The Dutchmen had five players score in double figures the same day the Bryant Crowder saga finally came to a predictable end (Hofstra announced his departure from the basketball team for the ever-vague and ever-handy “personal reasons” via a 14-word press release; that’s 11 more words than games played at Hofstra, for those of you keeping score at home) and Stevie Mejia returned to the bench with an aggravation of the hamstring injury that cost him the better part of four games and three weeks.

Mike Moore had another big game with 24 points, five rebounds and two steals, but in another parallel to Cleveland State, the Dutchmen thrived in the second half even though Colgate focused on shutting down Moore, who drained four 3-pointers and had 19 points in the first half. Yet even with Moore limited to five second half points, the Dutchmen racked up 47 points thanks largely to the quartet of Shemiye McLendon, Dwan McMillan, Nathaniel Lester and David Imes, which combined for 36 points.

McLendon scored 15 of his career-high 17 points in the second half while McMillan finished with 13 points and Lester and Imes had 10 apiece. Getting Lester and Imes into double digits was particularly pivotal: Lester has scored at least 10 points in four straight games immediately after a five-game slump in which he shot just 22 percent. And Imes entered Thursday in the midst of a two-and-a-half game scoreless streak.

“A lot of credit to the whole team, we started to share the ball [when] they played box and one on Mike and once they did that, other guys made some shots,” Cassara said. “Mike obviously got off to a great start today, but when we’ve got other guys in double figures and guys like Shemiye and Dave and Dwan are making shots, we become a much better team.”

2.) The Dutchmen also looked like a much better team once they went to the three-quarters press early in the second half. The constant harassment wore down Colgate, which, a la Long Island in the season opener, had a chance to take the lead on its first possession of the second half before it got blown out of the building.
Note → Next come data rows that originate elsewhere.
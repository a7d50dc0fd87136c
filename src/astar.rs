//! A* search. The generic core in [SearchContext::astar] works over any hashable node type and
//! is driven by closures, in the style of
//! [pathfinding's astar function](https://docs.rs/pathfinding/latest/pathfinding/directed/astar/index.html).
//! [find_path] runs it on a [Grid].
use fxhash::FxBuildHasher;
use grid_util::point::Point;
use indexmap::map::Entry::{Occupied, Vacant};
use indexmap::IndexMap;
use log::{debug, trace};
use num_traits::{SaturatingAdd, Zero};
use smallvec::SmallVec;
use std::hash::Hash;

use crate::config::SearchConfig;
use crate::frontier::{Frontier, FrontierEntry};
use crate::grid::Grid;
use crate::heuristic::Heuristic;
use crate::neighbors::NeighborBuffer;
use crate::{DEFAULT_COST, MAX_NEIGHBORS};

type FxIndexMap<K, V> = IndexMap<K, V, FxBuildHasher>;

const NO_PARENT: usize = usize::MAX;

#[derive(Clone, Copy, Debug)]
struct NodeState<C> {
    parent: usize,
    g: C,
    closed: bool,
}

/// Scratch state of one search: the frontier and every discovered node, keyed by node with its
/// best known cost, predecessor index and whether it has been expanded. A context serves one
/// search at a time; [clear](Self::clear) keeps its allocations for the next one.
#[derive(Clone, Debug)]
pub struct SearchContext<N, C> {
    frontier: Frontier<C>,
    nodes: FxIndexMap<N, NodeState<C>>,
    expanded: usize,
}

impl<N, C> Default for SearchContext<N, C>
where
    N: Eq + Hash + Clone,
    C: Zero + SaturatingAdd + Ord + Copy,
{
    fn default() -> SearchContext<N, C> {
        SearchContext::new()
    }
}

impl<N, C> SearchContext<N, C>
where
    N: Eq + Hash + Clone,
    C: Zero + SaturatingAdd + Ord + Copy,
{
    pub fn new() -> SearchContext<N, C> {
        SearchContext {
            frontier: Frontier::new(),
            nodes: FxIndexMap::default(),
            expanded: 0,
        }
    }

    pub fn clear(&mut self) {
        self.frontier.clear();
        self.nodes.clear();
        self.expanded = 0;
    }

    /// Number of nodes expanded by the last search.
    pub fn expanded(&self) -> usize {
        self.expanded
    }

    /// Number of nodes discovered by the last search.
    pub fn discovered(&self) -> usize {
        self.nodes.len()
    }

    /// Best known cost from the start for every node discovered by the last search.
    pub fn costs(&self) -> impl Iterator<Item = (&N, C)> + '_ {
        self.nodes.iter().map(|(n, s)| (n, s.g))
    }

    fn reverse_path(&self, goal_index: usize) -> Vec<N> {
        let mut path: Vec<N> = std::iter::successors(Some(goal_index), |&i| {
            self.nodes
                .get_index(i)
                .map(|(_, s)| s.parent)
                .filter(|&p| p != NO_PARENT)
        })
        .filter_map(|i| self.nodes.get_index(i).map(|(n, _)| n.clone()))
        .collect();
        path.reverse();
        path
    }

    /// Searches from `start` until `success` accepts a popped node and returns the path to it
    /// together with its cost. Among entries of equal estimated total cost the one with the
    /// smaller heuristic is expanded first. Expanded nodes are never reopened, so the result is
    /// only optimal for heuristics that are consistent with the step costs. Returns [None] if
    /// the reachable graph is exhausted or more than `max_expansions` nodes would be expanded.
    /// Costs saturate at the largest value of `C` instead of overflowing.
    pub fn astar<FN, IN, FH, FS>(
        &mut self,
        start: &N,
        mut successors: FN,
        mut heuristic: FH,
        mut success: FS,
        max_expansions: Option<usize>,
    ) -> Option<(Vec<N>, C)>
    where
        FN: FnMut(&N) -> IN,
        IN: IntoIterator<Item = (N, C)>,
        FH: FnMut(&N) -> C,
        FS: FnMut(&N) -> bool,
    {
        self.clear();
        let h = heuristic(start);
        let (index, _) = self.nodes.insert_full(
            start.clone(),
            NodeState {
                parent: NO_PARENT,
                g: Zero::zero(),
                closed: false,
            },
        );
        self.frontier.push(FrontierEntry {
            f: h,
            h,
            g: Zero::zero(),
            index,
        });
        while let Some(FrontierEntry { g, index, .. }) = self.frontier.pop_min() {
            let successors = {
                let Some((node, state)) = self.nodes.get_index_mut(index) else {
                    continue;
                };
                // A node is pushed again whenever a cheaper way to it is found, so entries
                // for expanded nodes or outdated costs are stale.
                if state.closed || g > state.g {
                    continue;
                }
                if success(node) {
                    trace!("Goal reached after expanding {} nodes", self.expanded);
                    let path = self.reverse_path(index);
                    return Some((path, g));
                }
                if max_expansions.is_some_and(|max| self.expanded >= max) {
                    debug!("Giving up after expanding {} nodes", self.expanded);
                    return None;
                }
                state.closed = true;
                self.expanded += 1;
                successors(node)
            };
            for (successor, move_cost) in successors {
                let new_cost = g.saturating_add(&move_cost);
                let h; // heuristic(&successor)
                let n; // index for successor
                match self.nodes.entry(successor) {
                    Vacant(e) => {
                        h = heuristic(e.key());
                        n = e.index();
                        e.insert(NodeState {
                            parent: index,
                            g: new_cost,
                            closed: false,
                        });
                    }
                    Occupied(mut e) => {
                        let state = e.get();
                        if state.closed || state.g <= new_cost {
                            continue;
                        }
                        h = heuristic(e.key());
                        n = e.index();
                        e.insert(NodeState {
                            parent: index,
                            g: new_cost,
                            closed: false,
                        });
                    }
                }
                self.frontier.push(FrontierEntry {
                    f: new_cost.saturating_add(&h),
                    h,
                    g: new_cost,
                    index: n,
                });
            }
        }
        debug!(
            "Search space exhausted after expanding {} nodes",
            self.expanded
        );
        None
    }
}

/// Finds a cheapest path from `start` to `goal`, both included, where stepping onto a cell
/// costs that cell's traversal cost. Returns [None] when no path exists, which includes a
/// blocked or outside start or goal. Equal start and goal always give `[start]`.
///
/// `heuristic` estimates the remaining cost between two cells; see [crate::heuristic].
pub fn find_path<H>(
    start: Point,
    goal: Point,
    grid: &Grid,
    allow_diagonal: bool,
    heuristic: H,
) -> Option<Vec<Point>>
where
    H: Heuristic,
{
    find_path_with_cost(start, goal, grid, allow_diagonal, heuristic).map(|(path, _)| path)
}

/// Like [find_path], but also returns the total cost of the path.
pub fn find_path_with_cost<H>(
    start: Point,
    goal: Point,
    grid: &Grid,
    allow_diagonal: bool,
    heuristic: H,
) -> Option<(Vec<Point>, u32)>
where
    H: Heuristic,
{
    let mut context = SearchContext::new();
    let mut neighbors = NeighborBuffer::new();
    find_path_in(
        &mut context,
        &mut neighbors,
        grid,
        start,
        goal,
        &SearchConfig::new(allow_diagonal),
        heuristic,
    )
}

/// Runs a grid search using caller-owned scratch state.
pub fn find_path_in<H>(
    context: &mut SearchContext<Point, u32>,
    neighbors: &mut NeighborBuffer,
    grid: &Grid,
    start: Point,
    goal: Point,
    config: &SearchConfig,
    heuristic: H,
) -> Option<(Vec<Point>, u32)>
where
    H: Heuristic,
{
    if start == goal {
        context.clear();
        return Some((vec![start], 0));
    }
    if !grid.is_walkable(start) || !grid.is_walkable(goal) {
        debug!("No path from {} to {}: endpoint blocked or outside", start, goal);
        context.clear();
        return None;
    }
    let allow_diagonal = config.allow_diagonal;
    context.astar(
        &start,
        |&node| {
            grid.neighbors(node, allow_diagonal, neighbors);
            neighbors
                .iter()
                .map(|&p| (p, grid.cost(p, DEFAULT_COST)))
                .collect::<SmallVec<[(Point, u32); MAX_NEIGHBORS]>>()
        },
        |&p| heuristic(p, goal),
        |&p| p == goal,
        config.max_expansions,
    )
}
The Dutchmen forced eight turnovers, outscored Colgate 38-18 in the final 16 minutes and allowed the Raiders to score on just 12 of 34 second half possessions (discounting when they got the ball with 0.7 seconds left). Overall, the Dutchmen recorded 13 steals, their most in almost six years (17 against Georgia State Jan. 5, 2006).

“We turned them over 18 times [overall] and really there were a couple times there we almost had a couple more,” Cassara said. “I thought we really did a good job tonight and our effort and energy was terrific, especially in the second half.

“When we get a few easy baskets, all of a sudden, the game opened up a lot and they can’t just key on Mike and we become a much tougher team to beat.”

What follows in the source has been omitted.